-- Prompt --
Copy the lines of the entries exactly, from the opening one to the one holding "(for example a", and leave out everything after.
══ Data for analysis
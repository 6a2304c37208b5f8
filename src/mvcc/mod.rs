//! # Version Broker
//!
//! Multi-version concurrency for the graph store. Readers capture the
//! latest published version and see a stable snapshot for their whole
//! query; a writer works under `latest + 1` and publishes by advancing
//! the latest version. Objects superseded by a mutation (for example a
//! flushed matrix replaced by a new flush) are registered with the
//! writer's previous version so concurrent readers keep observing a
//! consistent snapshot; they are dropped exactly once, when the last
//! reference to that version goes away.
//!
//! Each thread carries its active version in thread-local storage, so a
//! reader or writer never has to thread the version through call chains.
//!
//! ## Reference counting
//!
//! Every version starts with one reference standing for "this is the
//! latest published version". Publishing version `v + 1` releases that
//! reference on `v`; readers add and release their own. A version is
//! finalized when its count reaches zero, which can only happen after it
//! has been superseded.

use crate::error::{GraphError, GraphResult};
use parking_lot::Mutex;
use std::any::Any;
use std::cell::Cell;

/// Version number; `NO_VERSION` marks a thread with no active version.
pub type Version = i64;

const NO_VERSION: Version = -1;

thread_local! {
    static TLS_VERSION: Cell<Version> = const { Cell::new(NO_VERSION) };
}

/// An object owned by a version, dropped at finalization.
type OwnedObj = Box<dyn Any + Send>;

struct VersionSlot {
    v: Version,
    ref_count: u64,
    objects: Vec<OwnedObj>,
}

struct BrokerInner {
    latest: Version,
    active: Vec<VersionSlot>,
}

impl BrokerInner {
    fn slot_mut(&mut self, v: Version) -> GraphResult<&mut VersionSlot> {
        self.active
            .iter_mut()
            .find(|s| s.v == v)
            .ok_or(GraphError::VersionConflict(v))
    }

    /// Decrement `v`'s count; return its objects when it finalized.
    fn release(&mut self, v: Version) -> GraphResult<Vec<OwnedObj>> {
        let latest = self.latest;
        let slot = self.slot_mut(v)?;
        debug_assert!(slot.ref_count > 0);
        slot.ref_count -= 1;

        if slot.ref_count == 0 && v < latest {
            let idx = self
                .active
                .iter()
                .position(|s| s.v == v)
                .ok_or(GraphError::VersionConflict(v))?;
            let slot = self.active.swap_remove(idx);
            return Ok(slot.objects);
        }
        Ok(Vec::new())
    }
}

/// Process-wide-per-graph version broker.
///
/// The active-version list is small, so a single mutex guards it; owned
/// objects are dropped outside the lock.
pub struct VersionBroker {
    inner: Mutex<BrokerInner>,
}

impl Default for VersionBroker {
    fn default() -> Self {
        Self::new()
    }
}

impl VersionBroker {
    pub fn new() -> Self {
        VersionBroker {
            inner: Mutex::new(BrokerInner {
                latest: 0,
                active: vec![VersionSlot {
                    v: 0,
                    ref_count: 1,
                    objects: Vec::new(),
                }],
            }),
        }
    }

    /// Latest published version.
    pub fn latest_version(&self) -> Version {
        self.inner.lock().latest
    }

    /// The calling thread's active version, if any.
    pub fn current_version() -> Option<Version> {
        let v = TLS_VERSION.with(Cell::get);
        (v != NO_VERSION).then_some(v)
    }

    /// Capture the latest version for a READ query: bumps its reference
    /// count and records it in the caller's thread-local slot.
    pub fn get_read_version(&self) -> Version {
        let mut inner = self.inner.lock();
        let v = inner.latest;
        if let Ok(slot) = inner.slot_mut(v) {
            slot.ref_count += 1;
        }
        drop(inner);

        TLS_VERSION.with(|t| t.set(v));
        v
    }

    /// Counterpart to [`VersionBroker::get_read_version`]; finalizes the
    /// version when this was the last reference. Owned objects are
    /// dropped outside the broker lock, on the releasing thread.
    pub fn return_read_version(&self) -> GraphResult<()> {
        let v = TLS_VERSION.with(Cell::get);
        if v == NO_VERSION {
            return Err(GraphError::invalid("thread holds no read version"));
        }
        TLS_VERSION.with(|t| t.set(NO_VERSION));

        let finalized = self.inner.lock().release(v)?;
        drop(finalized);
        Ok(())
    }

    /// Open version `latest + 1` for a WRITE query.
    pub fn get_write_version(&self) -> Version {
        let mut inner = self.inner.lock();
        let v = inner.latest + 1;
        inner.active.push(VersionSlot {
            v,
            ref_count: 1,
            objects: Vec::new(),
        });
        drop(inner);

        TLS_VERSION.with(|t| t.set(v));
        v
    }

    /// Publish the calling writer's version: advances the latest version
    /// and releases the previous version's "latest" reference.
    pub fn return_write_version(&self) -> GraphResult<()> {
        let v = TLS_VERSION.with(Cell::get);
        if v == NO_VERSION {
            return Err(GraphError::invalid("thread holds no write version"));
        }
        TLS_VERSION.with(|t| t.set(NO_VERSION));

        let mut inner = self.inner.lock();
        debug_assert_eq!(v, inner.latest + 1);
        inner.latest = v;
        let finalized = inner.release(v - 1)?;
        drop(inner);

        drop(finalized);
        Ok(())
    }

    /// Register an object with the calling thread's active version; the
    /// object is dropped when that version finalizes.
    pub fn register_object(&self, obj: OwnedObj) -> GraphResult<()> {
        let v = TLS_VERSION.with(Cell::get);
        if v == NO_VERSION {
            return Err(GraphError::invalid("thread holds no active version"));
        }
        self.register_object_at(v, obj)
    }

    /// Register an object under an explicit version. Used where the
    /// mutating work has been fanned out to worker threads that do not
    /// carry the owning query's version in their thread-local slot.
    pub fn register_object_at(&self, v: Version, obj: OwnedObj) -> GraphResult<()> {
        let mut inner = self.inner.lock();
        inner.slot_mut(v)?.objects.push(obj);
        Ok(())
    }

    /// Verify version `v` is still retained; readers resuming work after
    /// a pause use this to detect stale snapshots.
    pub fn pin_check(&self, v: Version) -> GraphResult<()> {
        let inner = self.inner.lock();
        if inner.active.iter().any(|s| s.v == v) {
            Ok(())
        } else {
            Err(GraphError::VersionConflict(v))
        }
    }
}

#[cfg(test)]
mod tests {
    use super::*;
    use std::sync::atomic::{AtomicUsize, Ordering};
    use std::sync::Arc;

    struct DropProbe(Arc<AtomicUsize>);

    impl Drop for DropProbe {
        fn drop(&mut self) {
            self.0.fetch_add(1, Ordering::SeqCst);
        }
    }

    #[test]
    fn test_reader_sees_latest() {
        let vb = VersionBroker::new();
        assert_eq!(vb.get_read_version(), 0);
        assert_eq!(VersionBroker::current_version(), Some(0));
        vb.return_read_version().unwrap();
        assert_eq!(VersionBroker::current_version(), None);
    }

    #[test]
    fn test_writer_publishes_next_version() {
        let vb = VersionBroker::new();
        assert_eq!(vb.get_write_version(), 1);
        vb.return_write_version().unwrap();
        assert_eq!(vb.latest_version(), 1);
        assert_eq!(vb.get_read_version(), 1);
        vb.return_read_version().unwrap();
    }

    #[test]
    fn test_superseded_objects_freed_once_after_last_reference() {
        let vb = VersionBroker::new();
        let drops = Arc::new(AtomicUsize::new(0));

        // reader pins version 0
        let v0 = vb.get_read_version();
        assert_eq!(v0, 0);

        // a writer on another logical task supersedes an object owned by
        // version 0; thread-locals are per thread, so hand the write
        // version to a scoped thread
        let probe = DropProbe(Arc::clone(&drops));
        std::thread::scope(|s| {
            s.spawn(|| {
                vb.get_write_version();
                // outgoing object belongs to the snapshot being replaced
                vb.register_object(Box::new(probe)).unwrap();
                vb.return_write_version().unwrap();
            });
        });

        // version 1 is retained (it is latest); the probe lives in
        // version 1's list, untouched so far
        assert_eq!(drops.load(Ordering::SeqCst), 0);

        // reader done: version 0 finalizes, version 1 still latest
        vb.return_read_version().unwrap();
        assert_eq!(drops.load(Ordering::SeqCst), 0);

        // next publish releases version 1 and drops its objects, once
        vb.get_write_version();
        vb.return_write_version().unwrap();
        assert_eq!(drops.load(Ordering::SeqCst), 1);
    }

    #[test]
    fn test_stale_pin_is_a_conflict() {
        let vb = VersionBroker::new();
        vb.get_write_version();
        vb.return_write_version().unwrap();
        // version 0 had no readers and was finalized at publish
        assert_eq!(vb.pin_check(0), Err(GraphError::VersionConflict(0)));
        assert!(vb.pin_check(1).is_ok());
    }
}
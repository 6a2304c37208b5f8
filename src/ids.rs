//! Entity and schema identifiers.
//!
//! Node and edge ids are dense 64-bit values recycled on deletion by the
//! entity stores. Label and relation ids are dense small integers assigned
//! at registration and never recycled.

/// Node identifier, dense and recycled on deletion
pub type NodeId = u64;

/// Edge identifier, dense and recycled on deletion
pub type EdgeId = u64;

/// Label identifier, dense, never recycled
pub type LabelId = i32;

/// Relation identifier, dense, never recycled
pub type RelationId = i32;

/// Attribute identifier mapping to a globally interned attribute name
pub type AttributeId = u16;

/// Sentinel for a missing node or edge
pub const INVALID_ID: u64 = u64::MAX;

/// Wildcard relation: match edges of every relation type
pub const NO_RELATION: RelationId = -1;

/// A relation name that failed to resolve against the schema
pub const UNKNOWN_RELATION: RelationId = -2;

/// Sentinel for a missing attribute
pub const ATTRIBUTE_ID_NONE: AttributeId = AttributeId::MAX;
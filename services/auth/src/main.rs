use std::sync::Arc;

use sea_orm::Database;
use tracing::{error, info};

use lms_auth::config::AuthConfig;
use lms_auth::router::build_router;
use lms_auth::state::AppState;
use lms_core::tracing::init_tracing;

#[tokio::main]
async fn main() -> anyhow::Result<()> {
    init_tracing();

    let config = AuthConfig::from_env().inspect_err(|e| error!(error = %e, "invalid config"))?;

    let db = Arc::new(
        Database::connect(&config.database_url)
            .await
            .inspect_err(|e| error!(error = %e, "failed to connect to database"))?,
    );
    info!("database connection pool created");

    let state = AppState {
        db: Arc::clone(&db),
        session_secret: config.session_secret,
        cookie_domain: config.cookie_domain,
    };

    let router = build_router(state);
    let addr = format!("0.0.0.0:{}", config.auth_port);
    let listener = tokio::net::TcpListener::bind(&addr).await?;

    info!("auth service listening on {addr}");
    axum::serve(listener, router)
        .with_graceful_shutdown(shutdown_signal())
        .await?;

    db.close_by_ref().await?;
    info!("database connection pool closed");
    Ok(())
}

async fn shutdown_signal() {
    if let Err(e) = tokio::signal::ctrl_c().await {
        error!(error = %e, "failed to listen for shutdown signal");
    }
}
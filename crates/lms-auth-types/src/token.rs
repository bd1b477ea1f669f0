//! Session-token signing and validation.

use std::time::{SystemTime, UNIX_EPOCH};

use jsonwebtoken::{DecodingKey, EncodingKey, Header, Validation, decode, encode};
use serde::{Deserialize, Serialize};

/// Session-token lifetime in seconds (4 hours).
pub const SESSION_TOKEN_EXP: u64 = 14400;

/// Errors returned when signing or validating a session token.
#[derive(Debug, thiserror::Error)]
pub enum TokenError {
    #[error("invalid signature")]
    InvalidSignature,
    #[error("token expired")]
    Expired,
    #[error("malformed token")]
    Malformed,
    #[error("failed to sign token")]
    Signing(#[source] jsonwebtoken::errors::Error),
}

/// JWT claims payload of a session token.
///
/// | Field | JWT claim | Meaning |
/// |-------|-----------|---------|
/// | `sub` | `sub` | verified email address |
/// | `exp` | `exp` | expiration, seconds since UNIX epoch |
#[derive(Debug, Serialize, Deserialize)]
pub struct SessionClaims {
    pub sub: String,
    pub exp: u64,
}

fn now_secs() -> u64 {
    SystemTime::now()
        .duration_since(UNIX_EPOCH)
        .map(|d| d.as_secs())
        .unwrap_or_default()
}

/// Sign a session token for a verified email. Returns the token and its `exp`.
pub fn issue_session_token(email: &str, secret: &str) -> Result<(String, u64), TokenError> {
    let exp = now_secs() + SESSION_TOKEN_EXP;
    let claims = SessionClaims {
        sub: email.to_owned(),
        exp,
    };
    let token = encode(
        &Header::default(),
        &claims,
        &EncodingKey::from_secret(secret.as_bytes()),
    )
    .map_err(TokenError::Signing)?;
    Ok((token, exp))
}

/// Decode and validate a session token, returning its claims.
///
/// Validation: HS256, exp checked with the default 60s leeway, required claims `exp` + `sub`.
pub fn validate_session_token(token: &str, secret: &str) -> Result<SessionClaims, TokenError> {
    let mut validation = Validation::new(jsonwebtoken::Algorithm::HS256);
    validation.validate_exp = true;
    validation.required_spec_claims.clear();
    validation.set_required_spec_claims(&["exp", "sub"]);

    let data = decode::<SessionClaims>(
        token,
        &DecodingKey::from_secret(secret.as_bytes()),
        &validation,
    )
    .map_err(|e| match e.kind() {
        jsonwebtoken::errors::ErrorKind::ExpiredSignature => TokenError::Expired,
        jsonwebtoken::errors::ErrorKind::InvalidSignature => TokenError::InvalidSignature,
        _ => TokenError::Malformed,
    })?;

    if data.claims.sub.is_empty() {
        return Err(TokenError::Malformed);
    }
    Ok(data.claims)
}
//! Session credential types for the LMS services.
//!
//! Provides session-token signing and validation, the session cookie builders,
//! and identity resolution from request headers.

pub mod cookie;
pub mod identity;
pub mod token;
════
-- Result of the task --
repository 6a2304c37208b5f8
filename src/mvcc/mod.rs
//! # Version Broker
//!
//! Multi-version concurrency for the graph store. Readers capture the
//! latest published version and see a stable snapshot for their whole
//! query; a writer works under `latest + 1` and publishes by advancing
//! the latest version. Objects superseded by a mutation (for example a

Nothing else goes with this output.